The demonetisation will, very likely, cause a crash in sectors which absorb a lot of black cash flows, since the black cash flow will stop, for a while at least. This could mean corrections in real estate values and in associated sectors such as construction, housing finance and banking. Big wedding ceremonies will become rarer, and sales in high fashion and interior decoration, hospitality, etc, will be reduced.
Unfortunately for the investor, fintech players are mostly unlisted, while the consumption-driven sectors mentioned above are represented by many listed companies. Banks on their own form the largest component of major indices such as the Nifty or Sensex. Taken together with housing finance and other non-banking financials, the financial sector is huge. And, banks, as everyone knows, are in trouble. If exposures to real estate are hit by write-downs and defaults, their balance sheets will be stressed even more.
Will the demonetisation present an opportunity for investors willing to buy into distressed assets? After all, real estate will surely remain a popular asset class. If there is a crash in real estate values, there could be a rise in demand. Every real estate major holds large unsold inventory. All will take hits if the black component of real estate deals is wiped out or reduced.
However, once prices drop below a certain level, the market will start to clear. Unsold housing units will eventually be bought if there’s enough discount. The housing finance non-banking financial companies (NBFCs) and the banks with large mortgage exposures must be terrified about possible defaults if there is a crash in the real estate market. At the same time, they could end up gaining volumes by financing many more mortgages if real estate prices come down.
Unfortunately, the real estate market is opaque and very local — prices can vary on opposite pavements of the same street, let alone across locations. So, it would be hard to guess how much values could fall and to set any timeframe for this correction. It’s quite possible that banks will also shore up the real estate market. It could also go into ‘zombie mode’ for a while with no deals occurring (and therefore no price changes) until new notes are in circulation and there has been some re-accumulation of black cash.

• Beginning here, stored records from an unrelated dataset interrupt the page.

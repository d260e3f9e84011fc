//! Row-oriented tables for display.
//!
//! The extracted record is shaped into small tables (one row per medication, service entry or
//! unknown term) and rendered as HTML table markup with a leading row-index column. Every cell
//! is HTML-escaped, since cell text comes straight from the model.

use crate::extraction::{ExtractionResult, Medication, ServiceItem};
use std::fmt::Write;

/// Column headings of the pharmacy table, in display order.
pub const PHARMACY_COLUMNS: [&str; 5] = ["Medication", "Dosage", "Unit", "ICD Code", "Frequency"];

/// Column heading of the unknown-terms table.
pub const UNKNOWN_WORDS_COLUMN: &str = "Unknown Words";

/// Column headings of the services table, in display order.
pub const SERVICES_COLUMNS: [&str; 2] = ["Category", "Service"];

/// A table of text cells. Every row has one cell per column.
#[derive(Debug, Clone, PartialEq, Eq)]
pub struct Table {
    columns: Vec<String>,
    rows: Vec<Vec<String>>,
}

impl Table {
    pub fn new<I, S>(columns: I) -> Self
    where
        I: IntoIterator<Item = S>,
        S: Into<String>,
    {
        Self {
            columns: columns.into_iter().map(Into::into).collect(),
            rows: Vec::new(),
        }
    }

    /// Append a row, padding short rows with empty cells and dropping extra cells.
    pub fn push_row(&mut self, mut row: Vec<String>) {
        row.resize(self.columns.len(), String::new());
        self.rows.push(row);
    }

    pub fn columns(&self) -> &[String] {
        &self.columns
    }

    pub fn rows(&self) -> &[Vec<String>] {
        &self.rows
    }

    pub fn is_empty(&self) -> bool {
        self.rows.is_empty()
    }

    /// Render as an HTML `<table>` carrying `class="dataframe {class}"`.
    pub fn to_html(&self, class: &str) -> String {
        let mut html = String::new();
        // Writing into a String cannot fail.
        let _ = writeln!(
            html,
            "<table border=\"1\" class=\"dataframe {}\">",
            escape_html(class)
        );
        html.push_str("  <thead>\n    <tr style=\"text-align: right;\">\n      <th></th>\n");
        for column in &self.columns {
            let _ = writeln!(html, "      <th>{}</th>", escape_html(column));
        }
        html.push_str("    </tr>\n  </thead>\n  <tbody>\n");
        for (index, row) in self.rows.iter().enumerate() {
            html.push_str("    <tr>\n");
            let _ = writeln!(html, "      <th>{}</th>", index);
            for cell in row {
                let _ = writeln!(html, "      <td>{}</td>", escape_html(cell));
            }
            html.push_str("    </tr>\n");
        }
        html.push_str("  </tbody>\n</table>");
        html
    }
}

/// One row per medication, in extraction order.
pub fn pharmacy_table(medications: &[Medication]) -> Table {
    let mut table = Table::new(PHARMACY_COLUMNS);
    for med in medications {
        table.push_row(vec![
            med.name.clone(),
            med.dosage.clone(),
            med.unit.clone(),
            med.icd_code.clone(),
            med.frequency.clone(),
        ]);
    }
    table
}

/// One row per service entry, tests included, labelled with its category.
pub fn services_table(services: &[ServiceItem]) -> Table {
    let mut table = Table::new(SERVICES_COLUMNS);
    for service in services {
        table.push_row(vec![service.category.clone(), service.item.clone()]);
    }
    table
}

/// One row per unknown term.
pub fn unknown_terms_table(terms: &[String]) -> Table {
    let mut table = Table::new([UNKNOWN_WORDS_COLUMN]);
    for term in terms {
        table.push_row(vec![term.clone()]);
    }
    table
}

/// Display-ready view of one extraction.
#[derive(Debug, Clone, PartialEq, Eq)]
pub struct ResultView {
    pub status: String,
    pub pharmacy: Table,
    pub services: Table,
    pub unknown_words: Table,
}

impl From<&ExtractionResult> for ResultView {
    fn from(result: &ExtractionResult) -> Self {
        Self {
            status: result.status.clone(),
            pharmacy: pharmacy_table(&result.medications),
            services: services_table(&result.services),
            unknown_words: unknown_terms_table(&result.unknown_terms),
        }
    }
}

/// Escape text for inclusion in HTML element content or a quoted attribute.
pub fn escape_html(text: &str) -> String {
    let mut out = String::with_capacity(text.len());
    for c in text.chars() {
        match c {
            '&' => out.push_str("&amp;"),
            '<' => out.push_str("&lt;"),
            '>' => out.push_str("&gt;"),
            '"' => out.push_str("&quot;"),
            '\'' => out.push_str("&#39;"),
            _ => out.push(c),
        }
    }
    out
}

Curbing tax evasion in real estate would be critically important to actually reducing the black economy in size. Since real estate has a long value chain and it is a major source of employment, pain in the real estate sector will affect several other segments. This is a short-term threat for investors in that space. It could be a long-term investment opportunity. It’s hard to judge timeframes or to guess what reasonable levels of corrections could be.